I’ve been thinking for a couple weeks about a Derrida quote that somebody put into this AKMA’s blog awhile back: “Monsters cannot be announced. One cannot say: ‘here are our monsters’, without immediately turning the monsters into pets.” (here’s the link) One of the reasons I’ve thought so much about this is that I was reading Evil in Modern Thought: An Alternate History of Philosophy, by Susan Neiman. Neiman’s book traces the history of philosophy from Leibniz to Rawls, showing — quite convincingly, I think — that the struggle to understand, assimilate, or to bracket evil has been a central concern for modern philosophy, over and above such distinctions as epistemology vs. metaphysics or Analytic vs. Continental.

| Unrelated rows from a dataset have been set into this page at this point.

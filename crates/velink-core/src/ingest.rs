// ── Ingest queue ──
//
// Bounded hand-off from transport adapters to the session loop. A burst of
// `ValueChanged` for one path collapses to the latest value instead of
// growing the queue. Coalescing never reorders: any structural op or
// status change is a barrier, and later values for a path queue behind it.
//
// When the queue is full of distinct entries, `send` waits for the loop to
// drain. It yields the adapter task; it never blocks a thread.

use std::collections::{HashMap, VecDeque};
use std::sync::Arc;
use std::sync::atomic::{AtomicUsize, Ordering};

use parking_lot::Mutex;
use tokio::sync::Notify;
use tracing::trace;

use crate::backend::ConnectionState;
use crate::error::CoreError;
use crate::model::ItemPath;
use crate::tree::Mutation;

/// Default number of distinct queued entries.
pub const DEFAULT_CAPACITY: usize = 1024;

/// One entry handed from an adapter to the session loop.
#[derive(Debug, Clone, PartialEq)]
pub enum Inbound {
    Mutation(Mutation),
    Status(ConnectionState),
}

impl From<Mutation> for Inbound {
    fn from(m: Mutation) -> Self {
        Self::Mutation(m)
    }
}

struct Queue {
    entries: VecDeque<Inbound>,
    /// Sequence number of `entries[0]`.
    head: u64,
    /// Path → sequence number of its queued `ValueChanged`, for paths
    /// with no barrier queued after it.
    coalescible: HashMap<ItemPath, u64>,
    coalesced: u64,
    closed: bool,
}

enum Push {
    Queued,
    Coalesced,
    Full(Inbound),
    Closed,
}

impl Queue {
    fn push(&mut self, entry: Inbound, capacity: usize) -> Push {
        if self.closed {
            return Push::Closed;
        }
        if let Inbound::Mutation(Mutation::ValueChanged { path, value }) = &entry {
            if let Some(seq) = self.coalescible.get(path) {
                let slot = usize::try_from(seq - self.head)
                    .ok()
                    .and_then(|idx| self.entries.get_mut(idx));
                if let Some(Inbound::Mutation(Mutation::ValueChanged { value: queued, .. })) = slot {
                    *queued = value.clone();
                    self.coalesced += 1;
                    return Push::Coalesced;
                }
            }
        }
        if self.entries.len() >= capacity {
            return Push::Full(entry);
        }

        let seq = self.head + self.entries.len() as u64;
        match &entry {
            Inbound::Mutation(Mutation::ValueChanged { path, .. }) => {
                self.coalescible.insert(path.clone(), seq);
            }
            _ => self.coalescible.clear(),
        }
        self.entries.push_back(entry);
        Push::Queued
    }

    fn drain(&mut self) -> Vec<Inbound> {
        let batch: Vec<Inbound> = self.entries.drain(..).collect();
        self.head += batch.len() as u64;
        self.coalescible.clear();
        batch
    }
}

struct Shared {
    queue: Mutex<Queue>,
    capacity: usize,
    senders: AtomicUsize,
    /// Signalled when entries become available or the queue closes.
    readable: Notify,
    /// Signalled when the loop drains.
    writable: Notify,
}

/// Create a queue holding at most `capacity` distinct entries.
pub fn channel(capacity: usize) -> (IngestSender, IngestReceiver) {
    let shared = Arc::new(Shared {
        queue: Mutex::new(Queue {
            entries: VecDeque::new(),
            head: 0,
            coalescible: HashMap::new(),
            coalesced: 0,
            closed: false,
        }),
        capacity: capacity.max(1),
        senders: AtomicUsize::new(1),
        readable: Notify::new(),
        writable: Notify::new(),
    });
    (
        IngestSender {
            shared: Arc::clone(&shared),
        },
        IngestReceiver { shared },
    )
}

// ── Sender ───────────────────────────────────────────────────────────

pub struct IngestSender {
    shared: Arc<Shared>,
}

impl IngestSender {
    /// Queue an entry, coalescing with a pending value for the same path.
    /// Waits only while the queue is full of distinct entries.
    pub async fn send(&self, entry: impl Into<Inbound>) -> Result<(), CoreError> {
        let mut entry = entry.into();
        loop {
            let writable = self.shared.writable.notified();
            tokio::pin!(writable);
            writable.as_mut().enable();

            let outcome = self.shared.queue.lock().push(entry, self.shared.capacity);
            match outcome {
                Push::Queued => {
                    self.shared.readable.notify_one();
                    return Ok(());
                }
                Push::Coalesced => return Ok(()),
                Push::Closed => return Err(CoreError::SessionClosed),
                Push::Full(back) => {
                    trace!("ingest queue full, waiting for drain");
                    entry = back;
                    writable.await;
                }
            }
        }
    }

    /// Shorthand for a status entry.
    pub async fn status(&self, state: ConnectionState) -> Result<(), CoreError> {
        self.send(Inbound::Status(state)).await
    }

    pub fn is_closed(&self) -> bool {
        self.shared.queue.lock().closed
    }
}

impl Clone for IngestSender {
    fn clone(&self) -> Self {
        self.shared.senders.fetch_add(1, Ordering::Relaxed);
        Self {
            shared: Arc::clone(&self.shared),
        }
    }
}

impl Drop for IngestSender {
    fn drop(&mut self) {
        if self.shared.senders.fetch_sub(1, Ordering::AcqRel) == 1 {
            self.shared.queue.lock().closed = true;
            self.shared.readable.notify_one();
        }
    }
}

impl std::fmt::Debug for IngestSender {
    fn fmt(&self, f: &mut std::fmt::Formatter<'_>) -> std::fmt::Result {
        f.debug_struct("IngestSender").finish_non_exhaustive()
    }
}

// ── Receiver ─────────────────────────────────────────────────────────

pub struct IngestReceiver {
    shared: Arc<Shared>,
}

impl IngestReceiver {
    /// Wait for entries and take all of them in order. `None` once every
    /// sender is gone and the queue is empty.
    pub async fn recv_batch(&mut self) -> Option<Vec<Inbound>> {
        loop {
            let readable = self.shared.readable.notified();
            tokio::pin!(readable);
            readable.as_mut().enable();

            let (batch, closed) = {
                let mut queue = self.shared.queue.lock();
                (queue.drain(), queue.closed)
            };
            if !batch.is_empty() {
                self.shared.writable.notify_waiters();
                return Some(batch);
            }
            if closed {
                return None;
            }
            readable.await;
        }
    }

    /// Take whatever is queued without waiting.
    pub fn try_recv_batch(&mut self) -> Vec<Inbound> {
        let batch = self.shared.queue.lock().drain();
        if !batch.is_empty() {
            self.shared.writable.notify_waiters();
        }
        batch
    }

    /// Values replaced in place since the queue was created.
    pub fn coalesced(&self) -> u64 {
        self.shared.queue.lock().coalesced
    }

    pub fn len(&self) -> usize {
        self.shared.queue.lock().entries.len()
    }

    pub fn is_empty(&self) -> bool {
        self.len() == 0
    }
}

impl Drop for IngestReceiver {
    fn drop(&mut self) {
        self.shared.queue.lock().closed = true;
        self.shared.writable.notify_waiters();
    }
}

impl std::fmt::Debug for IngestReceiver {
    fn fmt(&self, f: &mut std::fmt::Formatter<'_>) -> std::fmt::Result {
        f.debug_struct("IngestReceiver")
            .field("queued", &self.len())
            .finish()
    }
}
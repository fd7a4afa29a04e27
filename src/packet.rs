//! Wire format for the transfer protocol.
//!
//! Every frame starts with a one-byte packet type and a 4-byte transmission
//! id, and ends with a 4-byte CRC32 computed over everything before it.
//! All multi-byte integers are big-endian.
//!
//! ```text
//! START (0x00):        [type][transmission_id(4)][total_packet_count(4)][file_name\0][crc(4)]
//! DATA (0x01):         [type][transmission_id(4)][index(4)][payload...][crc(4)]
//! END (0x02):          [type][transmission_id(4)][file_size(4)][sha256(32)][crc(4)]
//! END_RESPONSE (0x03): [type][transmission_id(4)][status(1)][crc(4)]
//! ACK (0x04):          [type][transmission_id(4)][echoed_type(1)][status(1)][index(4)?][crc(4)]
//! ```
//!
//! The ACK index field is present only when the echoed type is DATA.

use crc32fast::Hasher;

/// Maximum payload bytes carried by a single DATA packet.
pub const MAX_DATA_SIZE: usize = 1000;

/// Largest frame the protocol ever produces. DATA is the widest kind:
/// 5-byte header + 1000-byte payload + 4-byte CRC.
pub const MAX_PACKET_SIZE: usize = 1024;

/// Fixed header: type byte plus transmission id.
pub const HEADER_SIZE: usize = 5;

/// Trailing checksum width.
pub const CRC_SIZE: usize = 4;

/// SHA-256 digest width.
pub const HASH_SIZE: usize = 32;

/// The five packet kinds on the wire.
#[derive(Debug, Clone, Copy, PartialEq, Eq)]
#[repr(u8)]
pub enum PacketType {
    Start = 0x00,
    Data = 0x01,
    End = 0x02,
    EndResponse = 0x03,
    Ack = 0x04,
}

impl PacketType {
    pub fn from_byte(byte: u8) -> Option<Self> {
        match byte {
            0x00 => Some(PacketType::Start),
            0x01 => Some(PacketType::Data),
            0x02 => Some(PacketType::End),
            0x03 => Some(PacketType::EndResponse),
            0x04 => Some(PacketType::Ack),
            _ => None,
        }
    }
}

/// Packet content, decoded once at the codec boundary.
#[derive(Debug, Clone, PartialEq, Eq)]
pub enum PacketBody {
    Start {
        total_packet_count: u32,
        file_name: String,
    },
    Data {
        index: u32,
        data: Vec<u8>,
    },
    End {
        file_size: u32,
        digest: [u8; HASH_SIZE],
    },
    EndResponse {
        status: bool,
    },
    Ack {
        echoed_type: PacketType,
        status: bool,
        /// Present only when `echoed_type` is DATA.
        index: Option<u32>,
    },
}

/// A fully decoded protocol packet.
#[derive(Debug, Clone, PartialEq, Eq)]
pub struct Packet {
    pub transmission_id: u32,
    pub body: PacketBody,
}

/// Result of decoding one inbound datagram.
#[derive(Debug, Clone, PartialEq, Eq)]
pub enum DecodeOutcome {
    /// Checksum and shape are both good.
    Valid(Packet),
    /// The trailing CRC32 does not match. The header fields are readable but
    /// untrusted; the receiver echoes them in a negative acknowledgement.
    Corrupt {
        claimed_type: PacketType,
        transmission_id: u32,
        /// Claimed DATA index, when the frame is long enough to carry one.
        index: Option<u32>,
    },
    /// Too short or of unknown type. Nothing useful to echo; drop silently.
    Garbage,
}

impl Packet {
    pub fn packet_type(&self) -> PacketType {
        match self.body {
            PacketBody::Start { .. } => PacketType::Start,
            PacketBody::Data { .. } => PacketType::Data,
            PacketBody::End { .. } => PacketType::End,
            PacketBody::EndResponse { .. } => PacketType::EndResponse,
            PacketBody::Ack { .. } => PacketType::Ack,
        }
    }

    /// Serialize into a wire frame, CRC32 appended.
    pub fn encode(&self) -> Vec<u8> {
        let mut frame = Vec::with_capacity(MAX_PACKET_SIZE);
        frame.push(self.packet_type() as u8);
        frame.extend_from_slice(&self.transmission_id.to_be_bytes());

        match &self.body {
            PacketBody::Start {
                total_packet_count,
                file_name,
            } => {
                frame.extend_from_slice(&total_packet_count.to_be_bytes());
                frame.extend_from_slice(file_name.as_bytes());
                frame.push(0); // NUL terminator
            }
            PacketBody::Data { index, data } => {
                frame.extend_from_slice(&index.to_be_bytes());
                frame.extend_from_slice(data);
            }
            PacketBody::End { file_size, digest } => {
                frame.extend_from_slice(&file_size.to_be_bytes());
                frame.extend_from_slice(digest);
            }
            PacketBody::EndResponse { status } => {
                frame.push(*status as u8);
            }
            PacketBody::Ack {
                echoed_type,
                status,
                index,
            } => {
                frame.push(*echoed_type as u8);
                frame.push(*status as u8);
                if *echoed_type == PacketType::Data {
                    debug_assert!(
                        index.is_some(),
                        "a DATA acknowledgement must carry its packet index"
                    );
                    frame.extend_from_slice(&index.unwrap_or(0).to_be_bytes());
                }
            }
        }

        let mut hasher = Hasher::new();
        hasher.update(&frame);
        frame.extend_from_slice(&hasher.finalize().to_be_bytes());
        frame
    }
}

/// Decode one inbound frame. Never panics on malformed input.
pub fn decode_frame(frame: &[u8]) -> DecodeOutcome {
    if frame.len() < HEADER_SIZE + CRC_SIZE {
        return DecodeOutcome::Garbage;
    }
    let Some(packet_type) = PacketType::from_byte(frame[0]) else {
        return DecodeOutcome::Garbage;
    };
    let transmission_id = u32::from_be_bytes(frame[1..5].try_into().unwrap());

    let (covered, crc_bytes) = frame.split_at(frame.len() - CRC_SIZE);
    let received_crc = u32::from_be_bytes(crc_bytes.try_into().unwrap());
    let mut hasher = Hasher::new();
    hasher.update(covered);
    if hasher.finalize() != received_crc {
        let index = if packet_type == PacketType::Data && frame.len() >= HEADER_SIZE + 4 + CRC_SIZE
        {
            Some(u32::from_be_bytes(frame[5..9].try_into().unwrap()))
        } else {
            None
        };
        return DecodeOutcome::Corrupt {
            claimed_type: packet_type,
            transmission_id,
            index,
        };
    }

    let payload = &covered[HEADER_SIZE..];
    let body = match packet_type {
        PacketType::Start => {
            if payload.len() < 5 {
                return DecodeOutcome::Garbage;
            }
            let total_packet_count = u32::from_be_bytes(payload[0..4].try_into().unwrap());
            let name_bytes = &payload[4..];
            let name_end = name_bytes
                .iter()
                .position(|&b| b == 0)
                .unwrap_or(name_bytes.len());
            PacketBody::Start {
                total_packet_count,
                file_name: String::from_utf8_lossy(&name_bytes[..name_end]).into_owned(),
            }
        }
        PacketType::Data => {
            if payload.len() < 4 {
                return DecodeOutcome::Garbage;
            }
            PacketBody::Data {
                index: u32::from_be_bytes(payload[0..4].try_into().unwrap()),
                data: payload[4..].to_vec(),
            }
        }
        PacketType::End => {
            if payload.len() < 4 + HASH_SIZE {
                return DecodeOutcome::Garbage;
            }
            let mut digest = [0u8; HASH_SIZE];
            digest.copy_from_slice(&payload[4..4 + HASH_SIZE]);
            PacketBody::End {
                file_size: u32::from_be_bytes(payload[0..4].try_into().unwrap()),
                digest,
            }
        }
        PacketType::EndResponse => {
            if payload.is_empty() {
                return DecodeOutcome::Garbage;
            }
            PacketBody::EndResponse {
                status: payload[0] != 0,
            }
        }
        PacketType::Ack => {
            if payload.len() < 2 {
                return DecodeOutcome::Garbage;
            }
            let Some(echoed_type) = PacketType::from_byte(payload[0]) else {
                return DecodeOutcome::Garbage;
            };
            let index = if echoed_type == PacketType::Data {
                if payload.len() < 6 {
                    return DecodeOutcome::Garbage;
                }
                Some(u32::from_be_bytes(payload[2..6].try_into().unwrap()))
            } else {
                None
            };
            PacketBody::Ack {
                echoed_type,
                status: payload[1] != 0,
                index,
            }
        }
    };

    DecodeOutcome::Valid(Packet {
        transmission_id,
        body,
    })
}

Neiman groups philosophers into two camps: Those who really want to explain evil by incorporating it into a larger scheme, and those who insist on the ultimate irreducibility — and ultimately unspeakability — of evil. In the former camp: Leibniz and Pope, famously parodied by Voltaire’s Candide: “It’s all for the best in this, the best of all possible worlds.” Also, Hegel, who wrought ever-more elaborate and rococo superstructures of thought in order to show how evil was, in fact, part of the overall Master Plan.

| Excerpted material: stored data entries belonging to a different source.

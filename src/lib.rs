//! Reliable file transfer over plain UDP datagrams.
//!
//! A sender streams a file as CRC32-framed packets inside a fixed
//! retransmission window; a receiver reassembles them by index, verifies the
//! whole payload against a SHA-256 digest, and only then writes the file.
//! The wire format and both state machines live here; the binaries in
//! `src/bin` are thin argument-parsing shells around them.

pub mod channel;
pub mod digest;
pub mod packet;
pub mod receiver;
pub mod sender;

// Re-export key types for convenience.
pub use channel::{memory_pair, DatagramChannel, MemoryChannel, UdpChannel};
pub use digest::TransferDigest;
pub use packet::{
    decode_frame, DecodeOutcome, Packet, PacketBody, PacketType, CRC_SIZE, HASH_SIZE,
    HEADER_SIZE, MAX_DATA_SIZE, MAX_PACKET_SIZE,
};
pub use receiver::{
    run_receiver, Receiver, ReceiverConfig, RecvError, RecvReport, Step, MAX_FILE_NAME,
};
pub use sender::{
    send_file, send_stream, total_packets_for, transfer_file, SendError, SendReport,
    SenderConfig, MAX_UNACKNOWLEDGED_PACKETS,
};
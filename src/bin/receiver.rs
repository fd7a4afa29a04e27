//! Receiver entry point: serves exactly one transmission, then exits.
//!
//! Usage: receiver <listen_port> <sender_address> <sender_port> [output_dir]

use std::net::{IpAddr, Ipv4Addr, SocketAddr};
use std::path::PathBuf;
use std::process::ExitCode;

use parcel_transfer::{run_receiver, ReceiverConfig, UdpChannel};

fn main() -> ExitCode {
    env_logger::Builder::from_env(env_logger::Env::default().default_filter_or("info")).init();

    let args: Vec<String> = std::env::args().collect();
    if args.len() != 4 && args.len() != 5 {
        eprintln!(
            "usage: {} <listen_port> <sender_address> <sender_port> [output_dir]",
            args[0]
        );
        return ExitCode::FAILURE;
    }

    let (listen_port, sender_ip, sender_port) =
        match (args[1].parse::<u16>(), args[2].parse::<IpAddr>(), args[3].parse::<u16>()) {
            (Ok(listen), Ok(ip), Ok(port)) => (listen, ip, port),
            _ => {
                eprintln!("invalid port or address argument");
                return ExitCode::FAILURE;
            }
        };

    let local = SocketAddr::new(IpAddr::V4(Ipv4Addr::UNSPECIFIED), listen_port);
    let peer = SocketAddr::new(sender_ip, sender_port);

    let channel = match UdpChannel::bind(local, peer) {
        Ok(channel) => channel,
        Err(e) => {
            log::error!("failed to bind the listening socket: {}", e);
            return ExitCode::FAILURE;
        }
    };
    log::info!("listening on port {}, acknowledging to {}", listen_port, peer);

    let config = ReceiverConfig {
        output_dir: args.get(4).map(PathBuf::from).unwrap_or_else(|| PathBuf::from(".")),
        ..Default::default()
    };

    match run_receiver(&channel, config) {
        Ok(report) => {
            log::info!(
                "received {} bytes in {} packets ({:.1}s), wrote {}",
                report.total_bytes,
                report.total_packets,
                report.elapsed.as_secs_f64(),
                report.path.display()
            );
            ExitCode::SUCCESS
        }
        Err(e) => {
            log::error!("reception failed: {}", e);
            ExitCode::FAILURE
        }
    }
}
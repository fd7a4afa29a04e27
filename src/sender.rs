//! Sender transmission controller.
//!
//! One transfer runs through three phases:
//!   1. Starting:  announce the transfer, resend START until it is acknowledged
//!   2. Streaming: windowed data packets with timeout-driven retransmission
//!   3. Ending:    ship the SHA-256 digest and wait for the receiver's verdict
//!
//! Retransmission always replays the identical stored bytes, so index and CRC
//! are preserved and the receiver's deduplication-by-index stays valid.

use std::fs::File;
use std::io::{self, BufReader, Read};
use std::path::Path;
use std::thread;
use std::time::{Duration, Instant};

use rand::Rng;
use thiserror::Error;

use crate::channel::DatagramChannel;
use crate::digest::TransferDigest;
use crate::packet::{
    decode_frame, DecodeOutcome, Packet, PacketBody, PacketType, MAX_DATA_SIZE, MAX_PACKET_SIZE,
};

/// Cap on data packets in flight without a positive acknowledgement.
pub const MAX_UNACKNOWLEDGED_PACKETS: usize = 10;

/// Acknowledgement state of one sent data packet. Transitions into
/// `PositivelyAcknowledged` are final; a late negative never regresses it.
#[derive(Debug, Clone, Copy, PartialEq, Eq)]
pub enum AckState {
    Unacknowledged,
    PositivelyAcknowledged,
    NegativelyAcknowledged,
}

/// The serialized bytes last sent for one data index, with bookkeeping for
/// the resend logic.
struct SentPacket {
    frame: Vec<u8>,
    sent_at: Instant,
    ack: AckState,
}

impl SentPacket {
    fn record_ack(&mut self, positive: bool) {
        if positive {
            self.ack = AckState::PositivelyAcknowledged;
        } else if self.ack != AckState::PositivelyAcknowledged {
            self.ack = AckState::NegativelyAcknowledged;
        }
    }

    fn awaiting_ack(&self) -> bool {
        self.ack != AckState::PositivelyAcknowledged
    }
}

/// Timing knobs for the sender. The defaults suit LAN and loopback links.
#[derive(Debug, Clone)]
pub struct SenderConfig {
    /// How long one START/END attempt waits for its acknowledgement.
    pub ack_wait: Duration,
    /// Overall budget for each handshake phase.
    pub overall_timeout: Duration,
    /// Streaming aborts when no progress happens for this long.
    pub inactivity_timeout: Duration,
    /// Age after which an unacknowledged data packet is retransmitted.
    pub resend_timeout: Duration,
    /// Sleep between polls when the channel is quiet.
    pub poll_sleep: Duration,
    /// Whole-transfer attempts before a digest mismatch is given up on.
    pub max_attempts: u32,
}

impl Default for SenderConfig {
    fn default() -> Self {
        SenderConfig {
            ack_wait: Duration::from_secs(1),
            overall_timeout: Duration::from_secs(60),
            inactivity_timeout: Duration::from_secs(10),
            resend_timeout: Duration::from_millis(500),
            poll_sleep: Duration::from_millis(10),
            max_attempts: 3,
        }
    }
}

/// Summary of a finished transfer.
#[derive(Debug)]
pub struct SendReport {
    pub total_bytes: u64,
    pub total_packets: u32,
    pub retransmits: u64,
    pub elapsed: Duration,
}

#[derive(Debug, Error)]
pub enum SendError {
    #[error("i/o error: {0}")]
    Io(#[from] io::Error),
    #[error("no acknowledgement of the {0:?} packet within the overall timeout")]
    HandshakeTimeout(PacketType),
    #[error("receiver stopped acknowledging data packets")]
    Stalled,
    #[error("receiver reported a digest mismatch")]
    DigestMismatch,
    #[error("file is larger than the protocol's 32-bit size field allows")]
    FileTooLarge,
}

/// Number of data packets needed for a payload of `file_size` bytes.
pub fn total_packets_for(file_size: u32) -> u32 {
    let max = MAX_DATA_SIZE as u64;
    ((file_size as u64 + max - 1) / max) as u32
}

/// Send a file over `channel`, retrying the whole transfer with a fresh
/// transmission id when the receiver reports a digest mismatch.
pub fn transfer_file<C: DatagramChannel>(
    channel: &C,
    config: &SenderConfig,
    path: &Path,
) -> Result<SendReport, SendError> {
    let mut attempt = 1;
    loop {
        match send_file(channel, config, path) {
            Err(SendError::DigestMismatch) if attempt < config.max_attempts => {
                attempt += 1;
                log::warn!(
                    "digest mismatch reported by the receiver, restarting the transfer \
                     (attempt {}/{})",
                    attempt,
                    config.max_attempts
                );
            }
            other => return other,
        }
    }
}

/// Send a single file, one attempt.
pub fn send_file<C: DatagramChannel>(
    channel: &C,
    config: &SenderConfig,
    path: &Path,
) -> Result<SendReport, SendError> {
    let file = File::open(path)?;
    let file_size =
        u32::try_from(file.metadata()?.len()).map_err(|_| SendError::FileTooLarge)?;
    let file_name = path
        .file_name()
        .map(|name| name.to_string_lossy().into_owned())
        .unwrap_or_else(|| "unnamed".to_owned());

    send_stream(channel, config, BufReader::new(file), file_size, &file_name)
}

/// Send `file_size` bytes read from `source` as one transmission.
pub fn send_stream<C: DatagramChannel, R: Read>(
    channel: &C,
    config: &SenderConfig,
    mut source: R,
    file_size: u32,
    file_name: &str,
) -> Result<SendReport, SendError> {
    let total_packets = total_packets_for(file_size);
    let transmission_id = rand::thread_rng().gen_range(1..=u32::MAX);
    let started = Instant::now();

    log::info!(
        "transmission {:08x}: sending '{}' ({} bytes, {} packets)",
        transmission_id,
        file_name,
        file_size,
        total_packets
    );

    let mut transmission = Transmission {
        channel,
        config,
        transmission_id,
        packets: Vec::with_capacity(total_packets as usize),
        digest: TransferDigest::new(),
        retransmits: 0,
    };

    transmission.start(total_packets, file_name)?;
    transmission.stream(&mut source)?;
    transmission.end(file_size)?;

    Ok(SendReport {
        total_bytes: file_size as u64,
        total_packets,
        retransmits: transmission.retransmits,
        elapsed: started.elapsed(),
    })
}

struct Transmission<'a, C: DatagramChannel> {
    channel: &'a C,
    config: &'a SenderConfig,
    transmission_id: u32,
    /// Sent data packets, ordered by index.
    packets: Vec<SentPacket>,
    digest: TransferDigest,
    retransmits: u64,
}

On the other side, Neiman puts thinkers such as Voltaire, de Sade, and Hume, who look at the existence of evil in the world and conclude that either God does not exist, or he’s impotent — or else human reason is itself inadequate to understand the coexistence of God and evil in the universe. Ultimately this thread finds its way to Nietzsche and Freud, who direct substantial firepower towards the notions of God, providence, and Reason.
This is a pressing issue. Neiman ranges over four hundred years of philosophy with clarity and confidence, and her book is persuasive in its argument that evil stands at the center of these philosophers’ thoughts.
In the final section, Neiman considers at length how Auschwitz stands as the ultimate emblem of evil for our time, and what that might mean. How are we to understand a world in which Auschwitz exists? In which dozens, hundreds of Auschwitzes exist? Thinkers such as Derrida (which Neiman does not address) argue for the unspeakability of evil. Some things cannot be spoken; even to name them is to miss their significance: to tame the monsters.
But still. Isn’t that the point? If we can name our monsters, understand them, tame them — sure, they may not be monsters anymore. Isn’t that what we should be trying to do, even if the effort may not succeed?
Neiman, to her great credit, maintains this tension — between the desire to understand evil and the imperative to take it seriously — throughout the book, and makes it seem significant even to a modern audience, for whom questions of Providence are no longer particularly relevant. But just because God is out of the picture doesn’t mean the problem of evil goes away, as September 11, 2001 showed so clearly. In fact, this creates a new problem: How do you define, and identify, and address evil, without recourse to a divine standpoint?
Neiman, Susan. Evil in Modern Thought: An Alternative History of Philosophy. Princeton Univ. Press, 2002. 358pp.